小学校・中学校・高校の数学を、大人になってからやり直したいという場合について書いてみます。

まず、そういう「大人になって数学をやり直したい」という人は、決して少なくありません。

最近は、大人向けの数学の本もたくさん本屋さんに並んでいますので、教材にはことかかないといえるでしょう。ですから、本屋さんで本を見てみるのがいいんじゃないかと思います。

私が大事だと思うのは、恥ずかしがらずにちゃんとやさしい本、自分の理解ができる本を選ぶことです。年齢を気にしないというのはそういう意味でもあります。もう大人なんだから小学生向けの算数の計算は恥ずかしいとか、もっと難しい本でなければいけないとか、そういう思い込みはやめたほうがいいと思います。
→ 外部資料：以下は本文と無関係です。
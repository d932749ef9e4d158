use super::{export, wrap};
use std::fs;
use tempfile::NamedTempFile;

#[test]
fn test_short_lines_pass_through() {
    let wrapped = wrap("short line\nanother", 40);

    assert_eq!(wrapped, "short line\nanother\n");
}

#[test]
fn test_lines_wrap_at_word_boundaries() {
    let wrapped = wrap("alpha beta gamma delta", 11);

    for line in wrapped.lines() {
        assert!(line.chars().count() <= 11, "overlong line: {line:?}");
    }
    assert_eq!(wrapped, "alpha beta\ngamma delta\n");
}

#[test]
fn test_overlong_words_are_split_hard() {
    let wrapped = wrap("abcdefghij", 4);

    assert_eq!(wrapped, "abcd\nefgh\nij\n");
}

#[test]
fn test_blank_lines_survive_as_paragraph_breaks() {
    let wrapped = wrap("first\n\nsecond", 40);

    assert_eq!(wrapped, "first\n\nsecond\n");
}

#[test]
fn test_zero_width_is_clamped() {
    let wrapped = wrap("ab", 0);

    assert_eq!(wrapped, "a\nb\n");
}

#[test]
fn test_export_writes_wrapped_document_and_returns_its_path() {
    let file = NamedTempFile::new().unwrap();
    let path = file.path().to_path_buf();

    let written = export("one two three four", 9, &path).unwrap();
    assert_eq!(written, path);

    let content = fs::read_to_string(&path).unwrap();
    assert_eq!(content, "one two\nthree\nfour\n");
}
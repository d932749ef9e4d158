use super::{CommandEngine, SpeechInput, SpeechOutput};
use crate::error::AppError;

#[test]
fn test_unconfigured_engine_reports_speech_errors() {
    let mut engine = CommandEngine::new(Vec::new(), Vec::new());

    assert!(matches!(engine.transcribe(), Err(AppError::Speech(_))));
    assert!(matches!(engine.start("hello"), Err(AppError::Speech(_))));
}

#[test]
fn test_transcribe_returns_trimmed_stdout() {
    let mut engine = CommandEngine::new(
        vec!["echo".to_string(), "what is photosynthesis".to_string()],
        Vec::new(),
    );

    let transcript = engine.transcribe().unwrap();
    assert_eq!(transcript, "what is photosynthesis");
}

#[test]
fn test_output_toggle_stops_the_utterance() {
    // sleep stands in for a synthesiser: the text argument is its duration.
    let mut engine = CommandEngine::new(Vec::new(), vec!["sleep".to_string()]);

    assert!(!engine.is_speaking());

    engine.start("30").unwrap();
    assert!(engine.is_speaking());

    engine.stop();
    assert!(!engine.is_speaking());
}

#[test]
fn test_is_speaking_clears_once_the_engine_exits() {
    let mut engine = CommandEngine::new(Vec::new(), vec!["true".to_string()]);
    engine.start("spoken and done").unwrap();

    // The command exits on its own; polling must observe that without stop().
    let deadline = std::time::Instant::now() + std::time::Duration::from_secs(5);
    while engine.is_speaking() {
        assert!(
            std::time::Instant::now() < deadline,
            "utterance never finished"
        );
        std::thread::sleep(std::time::Duration::from_millis(10));
    }
}

#[test]
fn test_stop_without_start_is_a_no_op() {
    let mut engine = CommandEngine::new(Vec::new(), Vec::new());

    engine.stop();
    assert!(!engine.is_speaking());
}
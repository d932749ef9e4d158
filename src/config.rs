//! Configuration to acknowledge user preferences as well as set defaults.
//!
//! Specifically, we try to find a noteum.toml, and if present we load
//! settings from there. This provides the backend URL, export preferences
//! and the speech engine commands.

use facet::Facet;
use std::fs;
use std::path::Path;

#[derive(Facet, Clone)]
/// User preferences loaded from noteum.toml or falling back to defaults.
pub struct Config {
    #[facet(default = "http://localhost:5000".to_string())]
    /// Base URL of the notes backend.
    pub backend_url: String,
    #[facet(default = 80)]
    /// Page width in columns for exported documents.
    pub page_width: usize,
    #[facet(default = "noteum_notes.txt".to_string())]
    /// Default path for exported notes.
    pub export_path: String,
    #[facet(default = Vec::new())]
    /// Speech-to-text command (program then arguments). Expected to record
    /// one utterance and print the transcript on stdout.
    pub speech_input_command: Vec<String>,
    #[facet(default = vec!["espeak".to_string()])]
    /// Text-to-speech command (program then arguments). The text to speak
    /// is appended as the final argument.
    pub speech_output_command: Vec<String>,
}

impl Config {
    #[must_use]
    /// Load configuration from the given path, or from noteum.toml in the
    /// working directory when none is given. Missing files and unparsable
    /// content fall back to the defaults.
    ///
    /// # Panics
    ///
    /// Panics if the default configuration cannot be parsed.
    pub fn load(path: Option<&Path>) -> Self {
        let path = path.unwrap_or_else(|| Path::new("noteum.toml"));
        if let Ok(contents) = fs::read_to_string(path) {
            if let Ok(config) = facet_toml::from_str::<Self>(&contents) {
                return config;
            }
        }
        facet_toml::from_str::<Self>("").unwrap()
    }
}

#[cfg(test)]
#[path = "tests/config.rs"]
mod tests;
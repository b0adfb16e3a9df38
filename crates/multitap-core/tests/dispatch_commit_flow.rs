use crossbeam_channel::Sender;
use multitap_core::dispatch::{self, DispatchEvent, Dispatcher};
use multitap_core::sender::recording::{RecordingFeedback, RecordingSender};
use multitap_core::{CommitScheduler, Engine, SavedState};
use multitap_core::types;
use std::thread;
use std::time::Duration;

const TIMEOUT_MS: u64 = 80;

type TestEngine = Engine<RecordingSender, RecordingFeedback>;

/// Wires the full pipeline: commit-timer fires go back through the dispatch
/// channel, and the dispatch loop runs on its own thread.
fn spawn_pipeline() -> (
    Sender<DispatchEvent>,
    RecordingSender,
    thread::JoinHandle<TestEngine>,
) {
    let _ = tracing_subscriber::fmt().with_test_writer().try_init();
    let (tx, rx) = dispatch::channel();
    let timer_tx = tx.clone();
    let scheduler = CommitScheduler::spawn(move |generation| {
        let _ = timer_tx.send(DispatchEvent::CommitDue(generation));
    });
    let mut state = SavedState::default();
    state.settings.timeout_ms = TIMEOUT_MS;
    let sender = RecordingSender::new();
    let engine = Engine::with_state(state, scheduler, sender.clone(), RecordingFeedback::new());
    let handle = thread::spawn(move || Dispatcher::new(engine, rx).run());
    (tx, sender, handle)
}

fn settle() {
    thread::sleep(Duration::from_millis(TIMEOUT_MS * 4));
}

#[test]
fn multi_tap_word_with_autocapitalization() {
    let (tx, sender, handle) = spawn_pipeline();
    let press = |trigger| tx.send(DispatchEvent::Trigger(trigger)).unwrap();

    // "cab." then an autocapitalized "A", each letter separated by letting
    // the inactivity timer expire.
    press(types::NUMPAD_2);
    press(types::NUMPAD_2);
    press(types::NUMPAD_2); // c
    settle();
    press(types::NUMPAD_2); // a
    settle();
    press(types::NUMPAD_2);
    press(types::NUMPAD_2); // b
    settle();
    press(types::NUMPAD_1); // .
    settle();
    press(types::NUMPAD_2); // a, capitalized after the period
    settle();

    tx.send(DispatchEvent::Shutdown).unwrap();
    let engine = handle.join().unwrap();

    let typed: Vec<String> = sender
        .combos()
        .iter()
        .map(|(mods, token)| format!("{mods}{token}"))
        .collect();
    assert_eq!(typed, vec!["c", "a", "b", ".", "shift+a"]);
    assert!(engine.pending_candidate().is_none());
}

#[test]
fn rapid_presses_commit_only_the_final_candidate() {
    let (tx, sender, handle) = spawn_pipeline();

    // Five presses well inside the window cycle a -> b -> c -> a -> b;
    // only "b" may come out, and only once.
    for _ in 0..5 {
        tx.send(DispatchEvent::Trigger(types::NUMPAD_2)).unwrap();
    }
    settle();
    settle();

    tx.send(DispatchEvent::Shutdown).unwrap();
    handle.join().unwrap();

    let combos = sender.combos();
    assert_eq!(combos.len(), 1);
    assert_eq!(combos[0].1.as_str(), "b");
}

#[test]
fn mode_switch_pass_through_and_shutdown_flush() {
    let (tx, sender, handle) = spawn_pipeline();
    let press = |trigger| tx.send(DispatchEvent::Trigger(trigger)).unwrap();

    // Number Entry emits digits immediately, no inactivity wait needed.
    press(types::DIVIDE);
    press(types::NUMPAD_4);
    press(types::NUMPAD_2);
    // Back to the standard mode, leave a selection pending at shutdown.
    press(types::DIVIDE);
    press(types::DIVIDE);
    press(types::NUMPAD_3);
    tx.send(DispatchEvent::Shutdown).unwrap();
    let engine = handle.join().unwrap();

    let typed: Vec<String> = sender
        .combos()
        .iter()
        .map(|(_, token)| token.as_str().to_string())
        .collect();
    assert_eq!(typed, vec!["4", "2", "d"], "shutdown must flush the pending 'd'");
    assert_eq!(
        engine.mode_table().active_name(),
        multitap_core::modes::MODE_MULTI_TAP
    );
}
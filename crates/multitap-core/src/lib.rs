pub mod config;
pub mod dispatch;
pub mod engine;
pub mod modes;
pub mod scheduler;
pub mod sender;
pub mod shift;
pub mod tables;
pub mod types;

pub use config::{SavedState, Settings};
pub use dispatch::{DispatchEvent, Dispatcher};
pub use engine::Engine;
pub use modes::{Direction, Mode, ModeTable};
pub use scheduler::CommitScheduler;
pub use sender::{Cue, Feedback, KeySender, SendError};
pub use shift::ShiftMode;
pub use types::{Action, Candidate, CandidateList, KeyToken, Modifier, Modifiers, TriggerId};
数学では「自分は本当にわかっているのか」という感覚が大事になります。「わかったふりをしない」と言ってもいいですね。わかったふりをせず、本を読んで考えて問題を解くという作業が必要になります。

「わかったふりをしない」といっても、「完全にわかるまで先に進んではいけない」というわけではありません。ある程度わかったら先に進み、また後で戻ってくるといういったりきたりも必要です。

それに、もしも一つの本でわからないとしても、「ああ、やっぱり自分には無理なんだ!」と頭を抱えたりせず、別の本を当たってみることも大事です。もしかしたら、自分には難しすぎる本を選んでしまったのかもしれませんから。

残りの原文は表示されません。